*Acta Cryst.* (2013). D**69**, 1921-1934 [ doi:10.1107/S0907444913016673 ]

**Abstract:** In macromolecular X-ray crystallography, diffraction data sets are traditionally characterized by the highest resolution *d*_{high} of the reflections that they contain. This measure is sensitive to individual reflections and does not refer to the eventual data incompleteness and anisotropy; it therefore does not describe the data well. A physically relevant and robust measure that provides a universal way to define the `actual' effective resolution *d*_{eff} of a data set is introduced. This measure is based on the accurate calculation of the minimum distance between two immobile point scatterers resolved as separate peaks in the Fourier map calculated with a given set of reflections. This measure is applicable to any data set, whether complete or incomplete. It also allows characterizion of the anisotropy of diffraction data sets in which *d*_{eff} strongly depends on the direction. Describing mathematical objects, the effective resolution *d*_{eff} characterizes the `geometry' of the set of measured reflections and is irrelevant to the diffraction intensities. At the same time, the diffraction intensities reflect the composition of the structure from physical entities: the atoms. The minimum distance for the atoms typical of a given structure is a measure that is different from and complementary to *d*_{eff}; it is also a characteristic that is complementary to conventional measures of the data-set quality. Following the previously introduced terms, this value is called the optical resolution, *d*_{opt}. The optical resolution as defined here describes the separation of the atomic images in the `ideal' crystallographic Fourier map that would be calculated if the exact phases were known. The effective and optical resolution, as formally introduced in this work, are of general interest, giving a common `ruler' for all kinds of crystallographic diffraction data sets.

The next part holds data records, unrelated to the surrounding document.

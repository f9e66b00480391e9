//! Reusable test helpers for integration tests.
//!
//! Provides an in-process mock of the Neswara REST API ([`MockApi`]) served
//! on an ephemeral port by [`spawn_test_server()`], plus token minting and
//! dashboard construction helpers.
#![allow(dead_code)]

use std::collections::{HashMap, VecDeque};
use std::net::SocketAddr;
use std::sync::atomic::{AtomicBool, Ordering};
use std::sync::{Arc, Mutex};
use std::time::Duration;

use axum::extract::{Path, Query, State};
use axum::http::{HeaderMap, StatusCode};
use axum::response::{IntoResponse, Response};
use axum::routing::{delete, get, post, put};
use axum::{Json, Router};
use chrono::{TimeZone, Utc};
use jsonwebtoken::{encode, EncodingKey, Header};
use serde::Deserialize;
use serde_json::{json, Value};
use tokio::task::JoinHandle;

use nw_common::{sort_comments, Comment, ContentType, SortOrder};
use nw_dashboard::config::Config;
use nw_dashboard::credential::{Claims, CredentialStore, MemoryStore};
use nw_dashboard::Dashboard;

// ============================================================================
// Mock API state
// ============================================================================

#[derive(Debug, Clone)]
pub struct MockUser {
    pub id: i64,
    pub email: String,
    pub password: String,
    pub role_id: i64,
}

#[derive(Debug, Clone, Default)]
pub struct MockRole {
    pub permissions: Vec<String>,
    pub delay: Duration,
}

/// Shared state behind the mock API.
#[derive(Default)]
pub struct MockApi {
    users: Mutex<Vec<MockUser>>,
    roles: Mutex<HashMap<i64, MockRole>>,
    tokens: Mutex<HashMap<String, i64>>,
    /// Role ids handed out by `/user/user-info` before falling back to the
    /// user's own role.
    user_info_roles: Mutex<VecDeque<i64>>,
    comments: Mutex<Vec<Comment>>,
    requests: Mutex<Vec<String>>,
    /// Every authenticated endpoint answers `401`.
    pub reject_sessions: AtomicBool,
    /// `/roles/role` answers `500`.
    pub fail_roles: AtomicBool,
}

impl MockApi {
    pub fn new() -> Arc<Self> {
        Arc::new(Self::default())
    }

    pub fn add_role(&self, role_id: i64, permissions: &[&str]) {
        self.add_slow_role(role_id, permissions, Duration::ZERO);
    }

    pub fn add_slow_role(&self, role_id: i64, permissions: &[&str], delay: Duration) {
        self.roles.lock().unwrap().insert(
            role_id,
            MockRole {
                permissions: permissions.iter().map(ToString::to_string).collect(),
                delay,
            },
        );
    }

    pub fn add_user(&self, id: i64, email: &str, password: &str, role_id: i64) {
        self.users.lock().unwrap().push(MockUser {
            id,
            email: email.to_string(),
            password: password.to_string(),
            role_id,
        });
    }

    pub fn set_user_role(&self, user_id: i64, role_id: i64) {
        if let Some(user) = self
            .users
            .lock()
            .unwrap()
            .iter_mut()
            .find(|u| u.id == user_id)
        {
            user.role_id = role_id;
        }
    }

    pub fn queue_user_info_roles(&self, roles: &[i64]) {
        self.user_info_roles.lock().unwrap().extend(roles);
    }

    /// Mint a token for `user_id` expiring `expires_in_secs` from now
    /// (negative for already expired) and register it.
    pub fn issue_token(&self, user_id: i64, expires_in_secs: i64) -> String {
        let user = self.user(user_id).expect("unknown mock user");
        let token = mint_token(&user, expires_in_secs);
        self.tokens.lock().unwrap().insert(token.clone(), user_id);
        token
    }

    pub fn seed_comment(
        &self,
        id: i64,
        content_id: i64,
        parent_id: Option<i64>,
        author_id: i64,
        created_secs: i64,
    ) {
        self.comments.lock().unwrap().push(Comment {
            id,
            content_id,
            content_type: ContentType::News,
            author_id,
            author_email: format!("user{author_id}@example.com"),
            author_photo: None,
            parent_id,
            body: format!("comment {id}"),
            created_at: Utc.timestamp_opt(1_700_000_000 + created_secs, 0).unwrap(),
            updated_at: None,
        });
    }

    pub fn comments(&self) -> Vec<Comment> {
        self.comments.lock().unwrap().clone()
    }

    /// Requests seen so far as `METHOD /path`.
    pub fn requests(&self) -> Vec<String> {
        self.requests.lock().unwrap().clone()
    }

    pub fn requests_to(&self, prefix: &str) -> usize {
        self.requests()
            .iter()
            .filter(|r| r.split(' ').nth(1).is_some_and(|p| p.starts_with(prefix)))
            .count()
    }

    fn user(&self, user_id: i64) -> Option<MockUser> {
        self.users
            .lock()
            .unwrap()
            .iter()
            .find(|u| u.id == user_id)
            .cloned()
    }

    fn log(&self, method: &str, path: &str) {
        self.requests
            .lock()
            .unwrap()
            .push(format!("{method} {path}"));
    }

    fn authenticate(&self, headers: &HeaderMap) -> Result<MockUser, Response> {
        let token = headers
            .get("authorization")
            .and_then(|v| v.to_str().ok())
            .and_then(|v| v.strip_prefix("Bearer "));
        let user = token
            .filter(|_| !self.reject_sessions.load(Ordering::SeqCst))
            .and_then(|t| self.tokens.lock().unwrap().get(t).copied())
            .and_then(|id| self.user(id));
        user.ok_or_else(|| error(StatusCode::UNAUTHORIZED, "Invalid Token"))
    }

    fn role_permissions(&self, role_id: i64) -> Vec<String> {
        self.roles
            .lock()
            .unwrap()
            .get(&role_id)
            .map(|r| r.permissions.clone())
            .unwrap_or_default()
    }
}

pub fn mint_token(user: &MockUser, expires_in_secs: i64) -> String {
    let now = Utc::now().timestamp();
    let claims = Claims {
        id: user.id,
        name: Some(format!("User {}", user.id)),
        email: Some(user.email.clone()),
        photo: None,
        role_id: user.role_id,
        iat: Some(now),
        exp: now + expires_in_secs,
    };
    encode(
        &Header::default(),
        &claims,
        &EncodingKey::from_secret(b"mock-server-secret"),
    )
    .expect("Failed to mint token")
}

fn error(status: StatusCode, message: &str) -> Response {
    (status, Json(json!({ "message": message }))).into_response()
}

// ============================================================================
// Handlers
// ============================================================================

#[derive(Deserialize)]
struct LoginBody {
    email: String,
    password: String,
}

async fn login(State(api): State<Arc<MockApi>>, Json(body): Json<LoginBody>) -> Response {
    api.log("POST", "/user/login");
    let user = api
        .users
        .lock()
        .unwrap()
        .iter()
        .find(|u| u.email == body.email && u.password == body.password)
        .cloned();
    match user {
        Some(user) => {
            let token = api.issue_token(user.id, 3600);
            Json(json!({ "message": "Login successful", "token": token })).into_response()
        }
        None => error(StatusCode::BAD_REQUEST, "Invalid email or password"),
    }
}

async fn user_info(State(api): State<Arc<MockApi>>, headers: HeaderMap) -> Response {
    api.log("GET", "/user/user-info");
    let user = match api.authenticate(&headers) {
        Ok(user) => user,
        Err(resp) => return resp,
    };
    let role_id = api
        .user_info_roles
        .lock()
        .unwrap()
        .pop_front()
        .unwrap_or(user.role_id);
    Json(json!({
        "user": {
            "id": user.id,
            "role_id": role_id,
            "email": user.email,
            "name": format!("User {}", user.id),
        }
    }))
    .into_response()
}

async fn role(
    State(api): State<Arc<MockApi>>,
    headers: HeaderMap,
    Query(query): Query<HashMap<String, String>>,
) -> Response {
    api.log("GET", "/roles/role");
    if let Err(resp) = api.authenticate(&headers) {
        return resp;
    }
    if api.fail_roles.load(Ordering::SeqCst) {
        return error(StatusCode::INTERNAL_SERVER_ERROR, "");
    }
    let Some(role_id) = query.get("id").and_then(|v| v.parse::<i64>().ok()) else {
        return error(StatusCode::BAD_REQUEST, "Role id is required");
    };
    let role = api.roles.lock().unwrap().get(&role_id).cloned();
    let Some(role) = role else {
        return error(StatusCode::NOT_FOUND, "Role not found");
    };
    tokio::time::sleep(role.delay).await;
    Json(json!({
        "message": "Role fetched",
        "data": {
            "id": role_id,
            "name": format!("role-{role_id}"),
            "permission": role.permissions,
        }
    }))
    .into_response()
}

async fn list_comments(
    State(api): State<Arc<MockApi>>,
    Path((kind, content_id)): Path<(String, i64)>,
    Query(query): Query<HashMap<String, String>>,
) -> Response {
    api.log("GET", &format!("/comments/{kind}/{content_id}"));
    let order: SortOrder = query
        .get("order")
        .and_then(|v| v.parse().ok())
        .unwrap_or_default();
    let page: usize = query.get("page").and_then(|v| v.parse().ok()).unwrap_or(1);
    let limit: usize = query.get("limit").and_then(|v| v.parse().ok()).unwrap_or(5);
    let parent_id: Option<i64> = query.get("parent_id").and_then(|v| v.parse().ok());

    let mut matching: Vec<Comment> = api
        .comments()
        .into_iter()
        .filter(|c| c.content_id == content_id && c.parent_id == parent_id)
        .collect();
    sort_comments(&mut matching, order);
    let total = matching.len();
    let data: Vec<Comment> = matching
        .into_iter()
        .skip(page.saturating_sub(1) * limit)
        .take(limit)
        .collect();
    Json(json!({ "message": "Comments fetched", "data": data, "total": total })).into_response()
}

#[derive(Deserialize)]
struct AddCommentBody {
    source_id: i64,
    parent_id: Option<i64>,
    content: String,
}

async fn add_comment(
    State(api): State<Arc<MockApi>>,
    headers: HeaderMap,
    Path(kind): Path<String>,
    Json(body): Json<AddCommentBody>,
) -> Response {
    api.log("POST", &format!("/comments/{kind}/add"));
    let user = match api.authenticate(&headers) {
        Ok(user) => user,
        Err(resp) => return resp,
    };
    if !api
        .role_permissions(user.role_id)
        .iter()
        .any(|p| p == "comment-create")
    {
        return error(StatusCode::FORBIDDEN, "Permission denied");
    }
    let Ok(content_type) = kind.parse::<ContentType>() else {
        return error(StatusCode::BAD_REQUEST, "Unknown content type");
    };
    let mut comments = api.comments.lock().unwrap();
    let id = comments.iter().map(|c| c.id).max().unwrap_or(0) + 1;
    comments.push(Comment {
        id,
        content_id: body.source_id,
        content_type,
        author_id: user.id,
        author_email: user.email,
        author_photo: None,
        parent_id: body.parent_id,
        body: body.content,
        created_at: Utc::now(),
        updated_at: None,
    });
    Json(json!({ "message": "Comment added" })).into_response()
}

#[derive(Deserialize)]
struct EditCommentBody {
    content: String,
}

async fn edit_comment(
    State(api): State<Arc<MockApi>>,
    headers: HeaderMap,
    Path((kind, id)): Path<(String, i64)>,
    Json(body): Json<EditCommentBody>,
) -> Response {
    api.log("PUT", &format!("/comments/{kind}/edit/{id}"));
    let user = match api.authenticate(&headers) {
        Ok(user) => user,
        Err(resp) => return resp,
    };
    let mut comments = api.comments.lock().unwrap();
    match comments.iter_mut().find(|c| c.id == id) {
        Some(c) if c.author_id == user.id => {
            c.body = body.content;
            c.updated_at = Some(Utc::now());
            Json(json!({ "message": "Comment updated" })).into_response()
        }
        Some(_) => error(StatusCode::FORBIDDEN, "Not your comment"),
        None => error(StatusCode::NOT_FOUND, "Comment not found"),
    }
}

async fn delete_comment(
    State(api): State<Arc<MockApi>>,
    headers: HeaderMap,
    Path((kind, id)): Path<(String, i64)>,
) -> Response {
    api.log("DELETE", &format!("/comments/{kind}/delete/{id}"));
    if let Err(resp) = api.authenticate(&headers) {
        return resp;
    }
    api.comments
        .lock()
        .unwrap()
        .retain(|c| c.id != id && c.parent_id != Some(id));
    Json(json!({ "message": "Comment deleted" })).into_response()
}

async fn list_tags(State(api): State<Arc<MockApi>>, headers: HeaderMap) -> Response {
    api.log("GET", "/tags");
    if let Err(resp) = api.authenticate(&headers) {
        return resp;
    }
    Json(json!({
        "message": "Tags fetched",
        "tags": [
            { "id": 1, "name": "Banjir", "slug": "banjir", "color": "#0ea5e9" },
            { "id": 2, "name": "Pemilu", "slug": "pemilu" }
        ],
        "meta": { "currentPage": 1, "itemsPerPage": 5, "totalItems": 2, "totalPages": 1 }
    }))
    .into_response()
}

pub fn router(api: Arc<MockApi>) -> Router {
    Router::new()
        .route("/user/login", post(login))
        .route("/user/admin-login", post(login))
        .route("/user/user-info", get(user_info))
        .route("/roles/role", get(role))
        .route("/comments/{kind}/add", post(add_comment))
        .route("/comments/{kind}/edit/{id}", put(edit_comment))
        .route("/comments/{kind}/delete/{id}", delete(delete_comment))
        .route("/comments/{kind}/{content_id}", get(list_comments))
        .route("/tags", get(list_tags))
        .with_state(api)
}

// ============================================================================
// Test server
// ============================================================================

/// Handle to a running test server.
pub struct TestServer {
    /// Server address (127.0.0.1:PORT).
    pub addr: SocketAddr,
    /// Base URL for API requests (e.g., `http://127.0.0.1:12345`).
    pub url: String,
    /// Handle to the server task for cleanup.
    _handle: JoinHandle<()>,
}

/// Spawn the mock API on a random port.
pub async fn spawn_test_server(api: Arc<MockApi>) -> TestServer {
    let listener = tokio::net::TcpListener::bind("127.0.0.1:0")
        .await
        .expect("Failed to bind test server");
    let addr = listener.local_addr().expect("Failed to get local addr");
    let url = format!("http://{addr}");

    let handle = tokio::spawn(async move {
        axum::serve(listener, router(api))
            .await
            .expect("Test server failed");
    });

    TestServer {
        addr,
        url,
        _handle: handle,
    }
}

/// Dashboard against `server` with an in-memory credential store.
pub fn dashboard(server: &TestServer, store: Arc<MemoryStore>) -> Dashboard {
    let store: Arc<dyn CredentialStore> = store;
    Dashboard::with_store(Config::default_for_test(&server.url), store)
        .expect("Failed to build dashboard")
}

/// Standard fixture: an editor (user 1, role 3), a reader (user 2, role 6)
/// and the guest role 7.
pub fn seeded_api() -> Arc<MockApi> {
    let api = MockApi::new();
    api.add_role(
        3,
        &[
            "dashboard-access",
            "news-list",
            "news-edit",
            "comment-list",
            "comment-create",
            "comment-edit",
            "comment-delete",
        ],
    );
    api.add_role(6, &["comment-list", "comment-create"]);
    api.add_role(7, &[]);
    api.add_user(1, "editor@neswara.id", "secret", 3);
    api.add_user(2, "reader@neswara.id", "secret", 6);
    api
}

pub fn value_of(body: &str) -> Value {
    serde_json::from_str(body).expect("invalid JSON")
}
//! File-backed credential store tests.

use nw_dashboard::credential::{CredentialStore, FileStore};

#[test]
fn test_file_store_round_trip() {
    let dir = tempfile::tempdir().expect("Failed to create temp dir");
    let store = FileStore::new(dir.path().join("neswara"));

    assert_eq!(store.load().unwrap(), None);
    store.save("abc.def.ghi").unwrap();
    assert_eq!(store.load().unwrap().as_deref(), Some("abc.def.ghi"));

    // A second handle on the same directory sees the saved token.
    let reopened = FileStore::new(dir.path().join("neswara"));
    assert_eq!(reopened.load().unwrap().as_deref(), Some("abc.def.ghi"));

    store.clear().unwrap();
    assert_eq!(reopened.load().unwrap(), None);
    assert!(!store.path().exists());
}

#[test]
fn test_clear_without_file_is_ok() {
    let dir = tempfile::tempdir().expect("Failed to create temp dir");
    let store = FileStore::new(dir.path());
    store.clear().expect("clearing nothing should succeed");
}

#[test]
fn test_corrupt_file_reads_as_empty() {
    let dir = tempfile::tempdir().expect("Failed to create temp dir");
    let store = FileStore::new(dir.path());
    std::fs::write(store.path(), "{not json").unwrap();

    assert_eq!(store.load().unwrap(), None);

    store.save("fresh").unwrap();
    assert_eq!(store.load().unwrap().as_deref(), Some("fresh"));
}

**Keywords: resolution; incomplete data sets; anisotropy; minimum distance; point scatterers; typical atoms.**

| |

To open or display or play some files, you may need to set your browser up to use the appropriate software. See the full list of file types for an explanation of the different file types and their related mime types and, where available links to sites from where the appropriate software may be obtained.

The download button will force most browsers to prompt for a file name to store the data on your hard disk.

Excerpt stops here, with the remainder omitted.